Task to carry out:
Lift out all lines below that contain "close".

Supplied data:
//! Application configuration, merged from defaults, the TOML config file,
//! environment variables, and CLI overrides (strongest last).

use std::path::{Path, PathBuf};
use std::time::Duration;

use anyhow::{Context, Result};
use figment::Figment;
use figment::providers::{Env, Format, Serialized, Toml};
use serde::{Deserialize, Serialize};

use crate::core::models::BackupIdentity;

pub const CONFIG_FILE: &str = "adbak.toml";

#[derive(Debug, Clone, Serialize, Deserialize)]
pub struct AppConfig {
    /// Path or name of the adb binary.
    pub adb_path: PathBuf,
    /// Local root under which backed-up folders are staged.
    pub backup_root: PathBuf,
    /// Base of shared storage on devices.
    pub device_storage: String,
    pub backup_device_model: String,
    pub backup_device_product: String,
    /// Bound for scans, listings, and service startup.
    pub scan_timeout_secs: u64,
    /// Bound for each individual file transfer.
    pub transfer_timeout_secs: u64,
    pub verbose: bool,
}

impl Default for AppConfig {
    fn default() -> Self {
        Self {
            adb_path: PathBuf::from("adb"),
            backup_root: PathBuf::from("backups"),
            device_storage: "/sdcard".to_string(),
            backup_device_model: "Pixel_5".to_string(),
            backup_device_product: "redfin".to_string(),
            scan_timeout_secs: 15,
            transfer_timeout_secs: 300,
            verbose: false,
        }
    }
}

impl AppConfig {
    pub fn new<T: Serialize>(cli: Option<&T>) -> Result<Self, figment::Error> {
        let mut figment = Figment::from(Serialized::defaults(AppConfig::default()))
            .merge(Toml::file(CONFIG_FILE))
            .merge(Env::prefixed("ADBAK_"));

        if let Some(cli) = cli {
            figment = figment.merge(Serialized::defaults(cli));
        }

        figment.extract()
    }

    pub fn backup_identity(&self) -> BackupIdentity {
        BackupIdentity {
            model: self.backup_device_model.clone(),
            product: self.backup_device_product.clone(),
        }
    }

    pub fn set_backup_identity(&mut self, model: &str, product: &str) {
        self.backup_device_model = model.trim().to_string();
        self.backup_device_product = product.trim().to_string();
    }

    pub fn scan_timeout(&self) -> Duration {
        Duration::from_secs(self.scan_timeout_secs)
    }

    pub fn transfer_timeout(&self) -> Duration {
        Duration::from_secs(self.transfer_timeout_secs)
    }

    /// Persist the current configuration to the config file.
    pub fn save(&self) -> Result<()> {
        self.save_to(Path::new(CONFIG_FILE))
    }

    fn save_to(&self, path: &Path) -> Result<()> {
        let content = toml::to_string_pretty(self).context("Failed to serialize config")?;
        std::fs::write(path, content).context("Failed to write config file")?;
        Ok(())
    }
}
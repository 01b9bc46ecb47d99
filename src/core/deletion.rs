//! Post-transfer removal of confirmed-copied files on the origin device.

use std::time::Duration;

use tokio::time::timeout;
use tracing::{debug, info, warn};

use crate::core::models::{DeletionFailure, DeletionOutcome, Direction, ExecutionOutcome};
use crate::transport::{Transport, join_remote};

pub struct DeletionCoordinator<'a> {
    transport: &'a dyn Transport,
    op_timeout: Duration,
}

impl<'a> DeletionCoordinator<'a> {
    pub fn new(transport: &'a dyn Transport, op_timeout: Duration) -> Self {
        Self {
            transport,
            op_timeout,
        }
    }

    /// Delete origin copies of files whose pull outcome was `Copied`.
    ///
    /// Files that failed to copy are never touched. A failed deletion is
    /// recorded and the pass continues with the remaining files; it only
    /// runs after the transfer batch has fully finished, by construction
    /// of the call site.
    pub async fn delete_confirmed(
        &self,
        outcome: &ExecutionOutcome,
        serial: &str,
        remote_dir: &str,
    ) -> DeletionOutcome {
        let mut deletion = DeletionOutcome::default();

        let eligible = outcome
            .files
            .iter()
            .filter(|f| f.direction == Direction::Pull && f.copied());

        for file in eligible {
            deletion.eligible += 1;
            let remote = join_remote(remote_dir, &file.path);
            debug!(file = %file.path, "Deleting origin copy");

            let attempt = timeout(
                self.op_timeout,
                self.transport.delete_remote_file(serial, &remote),
            )
            .await;

            match attempt {
                Ok(Ok(())) => deletion.deleted += 1,
                Ok(Err(err)) => {
                    warn!(file = %file.path, error = %err, "Deletion failed");
                    deletion.failures.push(DeletionFailure {
                        path: file.path.clone(),
                        reason: err.to_string(),
                    });
                }
                Err(_) => {
                    warn!(file = %file.path, "Deletion timed out");
                    deletion.failures.push(DeletionFailure {
                        path: file.path.clone(),
                        reason: "timed out".to_string(),
                    });
                }
            }
        }

        info!(
            eligible = deletion.eligible,
            deleted = deletion.deleted,
            "Origin deletion pass finished"
        );

        deletion
    }
}

#[cfg(test)]
mod tests {
    use super::*;
    use crate::core::models::{FileOutcome, FileStatus};
    use crate::error::TransferError;
    use crate::transport::SimulatedTransport;

    const DIR: &str = "/sdcard/DCIM/Camera";

    fn outcome_of(files: Vec<FileOutcome>) -> ExecutionOutcome {
        ExecutionOutcome {
            planned_pulls: files.len(),
            planned_pushes: 0,
            files,
        }
    }

    fn pulled(path: &str, status: FileStatus) -> FileOutcome {
        FileOutcome {
            path: path.to_string(),
            direction: Direction::Pull,
            status,
        }
    }

    fn transport_with(files: &[&str]) -> SimulatedTransport {
        let transport = SimulatedTransport::new();
        transport.add_device("origin", "Pixel_7", "panther");
        for path in files {
            transport.add_remote_file("origin", DIR, path, 10);
        }
        transport
    }

    #[tokio::test]
    async fn deletes_only_copied_files() {
        let transport = transport_with(&["a.jpg", "b.jpg"]);
        let outcome = outcome_of(vec![
            pulled("a.jpg", FileStatus::Copied),
            pulled("b.jpg", FileStatus::Failed(TransferError::Timeout)),
        ]);

        let coordinator = DeletionCoordinator::new(&transport, Duration::from_secs(5));
        let deletion = coordinator.delete_confirmed(&outcome, "origin", DIR).await;

        assert_eq!(deletion.eligible, 1);
        assert_eq!(deletion.deleted, 1);
        assert!(deletion.completed());
        // The failed file must survive on the device.
        assert!(!transport.has_remote_file("origin", "/sdcard/DCIM/Camera/a.jpg"));
        assert!(transport.has_remote_file("origin", "/sdcard/DCIM/Camera/b.jpg"));
    }

    #[tokio::test]
    async fn deletion_failure_continues_and_flips_completed() {
        let transport = transport_with(&["a.jpg", "b.jpg", "c.jpg"]);
        transport.fail_deletes_of("b.jpg");

        let outcome = outcome_of(vec![
            pulled("a.jpg", FileStatus::Copied),
            pulled("b.jpg", FileStatus::Copied),
            pulled("c.jpg", FileStatus::Copied),
        ]);

        let coordinator = DeletionCoordinator::new(&transport, Duration::from_secs(5));
        let deletion = coordinator.delete_confirmed(&outcome, "origin", DIR).await;

        assert_eq!(deletion.eligible, 3);
        assert_eq!(deletion.deleted, 2);
        assert!(!deletion.completed());
        assert_eq!(deletion.failures.len(), 1);
        assert_eq!(deletion.failures[0].path, "b.jpg");
        // a and c were still deleted despite b failing
        assert!(!transport.has_remote_file("origin", "/sdcard/DCIM/Camera/a.jpg"));
        assert!(!transport.has_remote_file("origin", "/sdcard/DCIM/Camera/c.jpg"));
    }

    #[tokio::test]
    async fn push_outcomes_are_never_eligible() {
        let transport = transport_with(&["a.jpg"]);
        let outcome = ExecutionOutcome {
            planned_pulls: 0,
            planned_pushes: 1,
            files: vec![FileOutcome {
                path: "a.jpg".into(),
                direction: Direction::Push,
                status: FileStatus::Copied,
            }],
        };

        let coordinator = DeletionCoordinator::new(&transport, Duration::from_secs(5));
        let deletion = coordinator.delete_confirmed(&outcome, "origin", DIR).await;

        assert_eq!(deletion.eligible, 0);
        assert!(transport.has_remote_file("origin", "/sdcard/DCIM/Camera/a.jpg"));
    }
}
//! Error types shared across the transport and core layers.
//!
//! Per-file failures are data, not control flow: they are accumulated into
//! outcome objects and never abort a batch. Only transport unavailability
//! is fatal to a whole operation.

use std::time::Duration;
use thiserror::Error;

/// Errors surfaced by a [`Transport`](crate::transport::Transport)
/// implementation or by the core when bounding transport calls.
#[derive(Debug, Error)]
pub enum TransportError {
    /// The transport process or binary is missing. Fatal to the whole
    /// operation; the core never retries this.
    #[error("transport unavailable: {0}")]
    Unavailable(String),

    /// An operation exceeded its deadline.
    #[error("operation timed out after {0:?}")]
    Timeout(Duration),

    /// The requested device is absent from the latest snapshot.
    #[error("device '{0}' not found")]
    DeviceNotFound(String),

    /// The underlying adb command ran but reported failure.
    #[error("adb command failed: {0}")]
    Command(String),

    #[error(transparent)]
    Io(#[from] std::io::Error),
}

/// Reason a single planned file failed to copy.
///
/// Recorded per file in the execution outcome; execution always proceeds
/// to the next file.
#[derive(Debug, Clone, PartialEq, Eq, Error)]
pub enum TransferError {
    #[error("transfer timed out")]
    Timeout,

    #[error("{0}")]
    Transport(String),
}

impl From<TransportError> for TransferError {
    fn from(err: TransportError) -> Self {
        match err {
            TransportError::Timeout(_) => TransferError::Timeout,
            other => TransferError::Transport(other.to_string()),
        }
    }
}
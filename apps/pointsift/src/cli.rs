//! Command-line arguments

use clap::{ArgAction, Args, Parser, Subcommand};
use std::path::PathBuf;

#[derive(Parser, Debug)]
#[command(name = "pointsift")]
#[command(version, about = "Filter point tables with safe expressions", long_about = None)]
pub struct Cli {
    #[command(subcommand)]
    pub command: Commands,

    /// Increase log verbosity (-v debug, -vv trace); overrides RUST_LOG
    #[arg(short, long, action = ArgAction::Count, global = true)]
    pub verbose: u8,

    /// Path to a TOML options file
    #[arg(long, global = true)]
    pub config: Option<PathBuf>,
}

#[derive(Subcommand, Debug)]
pub enum Commands {
    /// Filter one table with an expression
    Filter(FilterArgs),

    /// Validate an expression without reading any table
    Check(CheckArgs),

    /// Filter every CSV table in a directory with one expression
    Batch(BatchArgs),
}

#[derive(Args, Debug)]
pub struct FilterArgs {
    /// Input table (.csv or .tsv)
    #[arg(long = "in", value_name = "FILE")]
    pub input: PathBuf,

    /// Output table (.csv or .tsv)
    #[arg(long = "out", value_name = "FILE")]
    pub output: PathBuf,

    /// Filter expression, e.g. "abs(dem_h - h_te_best_fit) <= 3"
    #[arg(long)]
    pub expr: String,

    /// Print the row counts after filtering
    #[arg(long)]
    pub summary: bool,

    /// Write the summary as JSON to this file
    #[arg(long, value_name = "FILE")]
    pub summary_json: Option<PathBuf>,
}

#[derive(Args, Debug)]
pub struct CheckArgs {
    /// Expression to validate
    #[arg(long)]
    pub expr: String,
}

#[derive(Args, Debug)]
pub struct BatchArgs {
    /// Folder containing the input CSV tables
    #[arg(long, value_name = "DIR")]
    pub in_dir: PathBuf,

    /// Folder for the filtered tables
    #[arg(long, value_name = "DIR")]
    pub out_dir: PathBuf,

    /// Filter expression applied to every table
    #[arg(long)]
    pub expr: String,

    /// Appended to each input file stem to name its output
    #[arg(long, default_value = "_filtered")]
    pub suffix: String,

    /// Write the per-file summary table to this CSV file
    #[arg(long, value_name = "FILE")]
    pub summary_csv: Option<PathBuf>,

    /// Print the per-file summary table to stdout
    #[arg(long)]
    pub print_summary: bool,
}

#[cfg(test)]
mod tests {
    use super::*;

    #[test]
    fn test_cli_definition_is_consistent() {
        use clap::CommandFactory;
        Cli::command().debug_assert();
    }

    #[test]
    fn test_parse_filter() {
        let cli = Cli::try_parse_from([
            "pointsift", "-vv", "filter", "--in", "a.csv", "--out", "b.csv", "--expr", "x > 0",
            "--summary",
        ])
        .unwrap();
        assert_eq!(cli.verbose, 2);
        match cli.command {
            Commands::Filter(args) => {
                assert_eq!(args.input, PathBuf::from("a.csv"));
                assert_eq!(args.expr, "x > 0");
                assert!(args.summary);
                assert!(args.summary_json.is_none());
            }
            other => panic!("Expected filter, got {:?}", other),
        }
    }

    #[test]
    fn test_batch_defaults() {
        let cli = Cli::try_parse_from([
            "pointsift", "batch", "--in-dir", "in", "--out-dir", "out", "--expr", "x > 0",
        ])
        .unwrap();
        match cli.command {
            Commands::Batch(args) => {
                assert_eq!(args.suffix, "_filtered");
                assert!(!args.print_summary);
            }
            other => panic!("Expected batch, got {:?}", other),
        }
    }

    #[test]
    fn test_missing_expr_is_rejected() {
        assert!(Cli::try_parse_from(["pointsift", "check"]).is_err());
    }
}
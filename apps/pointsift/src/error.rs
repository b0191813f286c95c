//! CLI error type

use pointsift_expr::ExprError;
use pointsift_table::{ConfigError, FilterError, IoError};
use thiserror::Error;

#[derive(Debug, Error)]
pub enum CliError {
    #[error(transparent)]
    Filter(#[from] FilterError),

    #[error(transparent)]
    Io(#[from] IoError),

    #[error(transparent)]
    Config(#[from] ConfigError),

    #[error("cannot read {path}: {message}")]
    ReadFile { path: String, message: String },

    #[error("cannot write {path}: {message}")]
    WriteFile { path: String, message: String },

    #[error("{failed} of {total} tables failed")]
    BatchFailures { failed: usize, total: usize },
}

impl From<ExprError> for CliError {
    fn from(err: ExprError) -> Self {
        CliError::Filter(err.into())
    }
}

impl CliError {
    /// Label printed before the message: `[pointsift] <kind> error: ...`
    pub fn kind(&self) -> &'static str {
        match self {
            CliError::Filter(
                FilterError::Syntax { .. }
                | FilterError::UnsafeExpression { .. }
                | FilterError::UnknownColumn { .. }
                | FilterError::TypeEvaluation(_),
            ) => "expression",
            CliError::Filter(FilterError::Table(_)) | CliError::Io(_) => "table",
            CliError::Config(_) => "config",
            CliError::ReadFile { .. } | CliError::WriteFile { .. } => "io",
            CliError::BatchFailures { .. } => "batch",
        }
    }

    /// Process exit status for this error
    pub fn exit_code(&self) -> u8 {
        2
    }
}

#[cfg(test)]
mod tests {
    use super::*;

    #[test]
    fn test_expression_errors_share_a_kind() {
        let err: CliError = pointsift_expr::parse_and_validate("x +").unwrap_err().into();
        assert_eq!(err.kind(), "expression");

        let err = CliError::from(FilterError::UnknownColumn {
            missing: vec!["dem_h".to_string()],
        });
        assert_eq!(err.kind(), "expression");
        assert_eq!(err.to_string(), "Unknown column(s): dem_h");
    }

    #[test]
    fn test_io_errors() {
        let err = CliError::from(IoError::FileNotFound("a.csv".to_string()));
        assert_eq!(err.kind(), "table");
        assert_eq!(err.exit_code(), 2);
    }
}
//! Filter error taxonomy

use crate::table::TableError;
use pointsift_expr::ExprError;
use thiserror::Error;

/// Errors surfaced by filtering a table with an expression
#[derive(Debug, Clone, PartialEq, Error)]
pub enum FilterError {
    /// The expression text is malformed
    #[error("Syntax error at offset {offset}: {message}")]
    Syntax { message: String, offset: usize },

    /// The expression is well-formed but uses a forbidden construct
    #[error("Unsafe expression: {construct} is not allowed ({detail})")]
    UnsafeExpression { construct: String, detail: String },

    /// The expression references columns the table does not have
    #[error("Unknown column(s): {}", .missing.join(", "))]
    UnknownColumn { missing: Vec<String> },

    /// The expression cannot produce a boolean per row
    #[error("Type error: {0}")]
    TypeEvaluation(String),

    #[error(transparent)]
    Table(#[from] TableError),
}

impl FilterError {
    /// Short label for the error kind, used in user-facing messages
    pub fn kind(&self) -> &'static str {
        match self {
            FilterError::Syntax { .. } => "syntax",
            FilterError::UnsafeExpression { .. } => "unsafe expression",
            FilterError::UnknownColumn { .. } => "unknown column",
            FilterError::TypeEvaluation(_) => "type",
            FilterError::Table(_) => "table",
        }
    }
}

impl From<ExprError> for FilterError {
    fn from(err: ExprError) -> Self {
        match err {
            ExprError::Syntax { message, offset } => FilterError::Syntax { message, offset },
            ExprError::Unsafe { construct, detail } => {
                FilterError::UnsafeExpression { construct, detail }
            }
        }
    }
}

/// Result type for filtering
pub type FilterResult<T> = Result<T, FilterError>;

#[cfg(test)]
mod tests {
    use super::*;

    #[test]
    fn test_expr_errors_map_one_to_one() {
        let err: FilterError = pointsift_expr::parse_and_validate("x +").unwrap_err().into();
        assert_eq!(err.kind(), "syntax");

        let err: FilterError = pointsift_expr::parse_and_validate("open('f')")
            .unwrap_err()
            .into();
        assert!(matches!(err, FilterError::UnsafeExpression { .. }));
    }

    #[test]
    fn test_unknown_column_lists_all_names() {
        let err = FilterError::UnknownColumn {
            missing: vec!["a".to_string(), "b".to_string()],
        };
        assert_eq!(err.to_string(), "Unknown column(s): a, b");
    }
}
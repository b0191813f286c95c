//! Cache of validated expressions keyed by their source text
//!
//! Validation is deterministic, so the same text always yields the
//! same tree and can be compiled once per process.

use crate::error::ExprResult;
use crate::validate::{parse_and_validate_with_limit, ValidatedExpr, DEFAULT_MAX_EXPRESSION_LEN};
use std::collections::HashMap;
use std::sync::{Arc, RwLock};
use tracing::trace;

/// Thread-safe map from expression text to its validated form
///
/// Only successful validations are stored; rejected text is re-checked
/// (and rejected again) on every call.
#[derive(Debug)]
pub struct ExprCache {
    entries: RwLock<HashMap<String, Arc<ValidatedExpr>>>,
    max_len: usize,
}

impl Default for ExprCache {
    fn default() -> Self {
        Self::new()
    }
}

impl ExprCache {
    /// Create an empty cache using the default length limit
    pub fn new() -> Self {
        Self::with_max_len(DEFAULT_MAX_EXPRESSION_LEN)
    }

    /// Create an empty cache that rejects text longer than `max_len` bytes
    pub fn with_max_len(max_len: usize) -> Self {
        Self {
            entries: RwLock::new(HashMap::new()),
            max_len,
        }
    }

    /// Return the cached expression for `text`, validating it on a miss
    pub fn get_or_compile(&self, text: &str) -> ExprResult<Arc<ValidatedExpr>> {
        {
            // A poisoned lock still holds a consistent map: entries are only
            // ever inserted whole.
            let entries = self.entries.read().unwrap_or_else(|e| e.into_inner());
            if let Some(hit) = entries.get(text) {
                trace!(expression = text, "expression cache hit");
                return Ok(Arc::clone(hit));
            }
        }

        let compiled = Arc::new(parse_and_validate_with_limit(text, self.max_len)?);
        let mut entries = self.entries.write().unwrap_or_else(|e| e.into_inner());
        let entry = entries.entry(text.to_string()).or_insert(compiled);
        Ok(Arc::clone(entry))
    }

    /// Number of cached expressions
    pub fn len(&self) -> usize {
        self.entries.read().unwrap_or_else(|e| e.into_inner()).len()
    }

    pub fn is_empty(&self) -> bool {
        self.len() == 0
    }

    /// Drop every cached expression
    pub fn clear(&self) {
        self.entries
            .write()
            .unwrap_or_else(|e| e.into_inner())
            .clear();
    }
}

#[cfg(test)]
mod tests {
    use super::*;

    #[test]
    fn test_hit_returns_same_instance() {
        let cache = ExprCache::new();
        let first = cache.get_or_compile("x > 0").unwrap();
        let second = cache.get_or_compile("x > 0").unwrap();
        assert!(Arc::ptr_eq(&first, &second));
        assert_eq!(cache.len(), 1);
    }

    #[test]
    fn test_failures_are_not_cached() {
        let cache = ExprCache::new();
        assert!(cache.get_or_compile("x >").is_err());
        assert!(cache.get_or_compile("open('x')").is_err());
        assert!(cache.is_empty());
    }

    #[test]
    fn test_clear() {
        let cache = ExprCache::new();
        cache.get_or_compile("x > 0").unwrap();
        cache.get_or_compile("y > 0").unwrap();
        assert_eq!(cache.len(), 2);
        cache.clear();
        assert!(cache.is_empty());
    }

    #[test]
    fn test_respects_length_limit() {
        let cache = ExprCache::with_max_len(8);
        assert!(cache.get_or_compile("x > 0").is_ok());
        assert!(cache.get_or_compile("x > 0 and y > 0").unwrap_err().is_syntax());
    }

    #[test]
    fn test_shared_across_threads() {
        let cache = Arc::new(ExprCache::new());
        let handles: Vec<_> = (0..4)
            .map(|_| {
                let cache = Arc::clone(&cache);
                std::thread::spawn(move || cache.get_or_compile("abs(x) < 1").unwrap())
            })
            .collect();
        let results: Vec<_> = handles.into_iter().map(|h| h.join().unwrap()).collect();
        assert!(results.iter().all(|r| r.root() == results[0].root()));
        assert_eq!(cache.len(), 1);
    }
}
/// Parse the inside of `( )`, `[ ]` or `{ }` after the opening bracket
fn enclosure(input: &str, depth: usize, close: char, kind: CollectionKind) -> PResult<'_, Syntax> {
    enter(input, depth)?;
    let (input, _) = multispace0(input)?;

    if let Ok((rest, _)) = char::<_, NomError<&str>>(close)(input) {
        let kind = if close == '}' { CollectionKind::Dict } else { kind };
        return Ok((rest, Syntax::Collection { kind, items: Vec::new() }));
    }

    let (input, first) = test(input, depth)?;

    // Dict display or dict comprehension
    if close == '}' {
        if let Ok((rest, _)) = ws(char::<_, NomError<&str>>(':'))(input) {
            let (rest, first_value) = test(rest, depth)?;
            if let Ok((rest, generators)) = comprehension_clauses(rest, depth) {
                let (rest, _) = ws(char(close))(rest)?;
                return Ok((
                    rest,
                    Syntax::Comprehension {
                        kind: CollectionKind::Dict,
                        element: Box::new(first_value),
                        generators,
                    },
                ));
            }
            let mut items = vec![first, first_value];
            let mut input = rest;
            while let Ok((rest, _)) = ws(char::<_, NomError<&str>>(','))(input) {
                input = rest;
                if input.starts_with(close) {
                    break;
                }
                let (rest, key) = test(input, depth)?;
                let (rest, _) = ws(char(':'))(rest)?;
                let (rest, val) = test(rest, depth)?;
                items.push(key);
                items.push(val);
                input = rest;
            }
            let (rest, _) = ws(char(close))(input)?;
            return Ok((
                rest,
                Syntax::Collection {
                    kind: CollectionKind::Dict,
                    items,
                },
            ));
        }
    }

    match comprehension_clauses(input, depth) {
        Ok((rest, generators)) => {
            let (rest, _) = ws(char(close))(rest)?;
            return Ok((
                rest,
                Syntax::Comprehension {
                    kind,
                    element: Box::new(first),
                    generators,
                },
            ));
        }
        Err(NomErr::Error(_)) => {}
        Err(e) => return Err(e),
    }

    let mut items = vec![first];
    let mut trailing_comma = false;
    let mut input = input;
    while let Ok((rest, _)) = ws(char::<_, NomError<&str>>(','))(input) {
        input = rest;
        trailing_comma = true;
        if input.starts_with(close) {
            break;
        }
        let (rest, item) = test(input, depth)?;
        items.push(item);
        trailing_comma = false;
        input = rest;
    }
    let (rest, _) = ws(char(close))(input)?;

    // `(x)` is grouping, `(x,)` is a tuple
    if kind == CollectionKind::Tuple && items.len() == 1 && !trailing_comma {
        return Ok((rest, items.remove(0)));
    }
    Ok((rest, Syntax::Collection { kind, items }))
}

fn comprehension_clauses(input: &str, depth: usize) -> PResult<'_, Vec<Generator>> {
    let mut generators = Vec::new();
    let mut input = input;

    while let Ok((rest, _)) = preceded(multispace0, keyword("for"))(input) {
        let (rest, targets) = separated_list1(ws(char(',')), ws(name))(rest)?;
        let (rest, _) = keyword("in")(rest)?;
        let (rest, iter) = or_test(rest, depth + 1)?;
        let mut conditions = Vec::new();
        let mut rest = rest;
        while let Ok((after_if, _)) = preceded(multispace0, keyword("if"))(rest) {
            let (after, condition) = or_test(after_if, depth + 1)?;
            conditions.push(condition);
            rest = after;
        }
        generators.push(Generator {
            targets: targets.into_iter().map(str::to_string).collect(),
            iter,
            conditions,
        });
        input = rest;
    }

    if generators.is_empty() {
        fail(input, ErrorKind::Tag)
    } else {
        Ok((input, generators))
    }
}
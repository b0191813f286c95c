//! pointsift - command-line filtering of point tables
//!
//! The binary is a thin wrapper; subcommands live here so they can be
//! driven directly from tests.

pub mod cli;
pub mod commands;
pub mod error;
pub mod settings;

pub use error::CliError;
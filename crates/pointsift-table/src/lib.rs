//! pointsift-table - Filtering point tables with safe expressions
//!
//! Binds a [`ValidatedExpr`](pointsift_expr::ValidatedExpr) to a
//! column-oriented [`Table`] and evaluates it row by row into a mask, the
//! selected rows and a [`FilterSummary`].
//!
//! # Examples
//!
//! ```
//! use pointsift_table::{filter_by_expr, Column, Table};
//!
//! let table = Table::new(vec![
//!     ("dem_h", Column::Float64(vec![10.0, 10.0, 5.0])),
//!     ("terrain_h_te_best_fit", Column::Float64(vec![8.0, 2.0, 5.0])),
//!     ("cloud_flag_atm", Column::Int64(vec![1, 1, 5])),
//! ])
//! .unwrap();
//!
//! let (kept, summary) = filter_by_expr(
//!     &table,
//!     "abs(dem_h - terrain_h_te_best_fit) <= 3 and cloud_flag_atm < 3",
//! )
//! .unwrap();
//! assert_eq!(kept.num_rows(), 1);
//! assert_eq!(summary.to_string(), "N_total=3 N_pass=1 pass_rate=0.333");
//! ```

pub mod config;
#[cfg(feature = "csv")]
pub mod csv_io;
pub mod error;
pub mod eval;
pub mod filter;
pub mod table;

pub use config::{ConfigError, FilterOptions, DEFAULT_PARALLEL_THRESHOLD};
#[cfg(feature = "csv")]
pub use csv_io::{read_table, write_table, IoError, IoResult};
pub use error::{FilterError, FilterResult};
pub use eval::{BoolExpr, NumExpr, Predicate};
pub use filter::{
    count_selected, filter_by_expr, filter_by_expr_with, filter_by_expression,
    filter_by_expression_with, selected_indices, FilterOutcome, FilterSummary,
};
pub use table::{Column, ColumnType, NamedColumn, NumericColumn, Table, TableError};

Your response:
fn enclosure(input: &str, depth: usize, close: char, kind: CollectionKind) -> PResult<'_, Syntax> {
    if let Ok((rest, _)) = char::<_, NomError<&str>>(close)(input) {
        let kind = if close == '}' { CollectionKind::Dict } else { kind };
    if close == '}' {
                let (rest, _) = ws(char(close))(rest)?;
                if input.starts_with(close) {
            let (rest, _) = ws(char(close))(input)?;
            let (rest, _) = ws(char(close))(rest)?;
        if input.starts_with(close) {
    let (rest, _) = ws(char(close))(input)?;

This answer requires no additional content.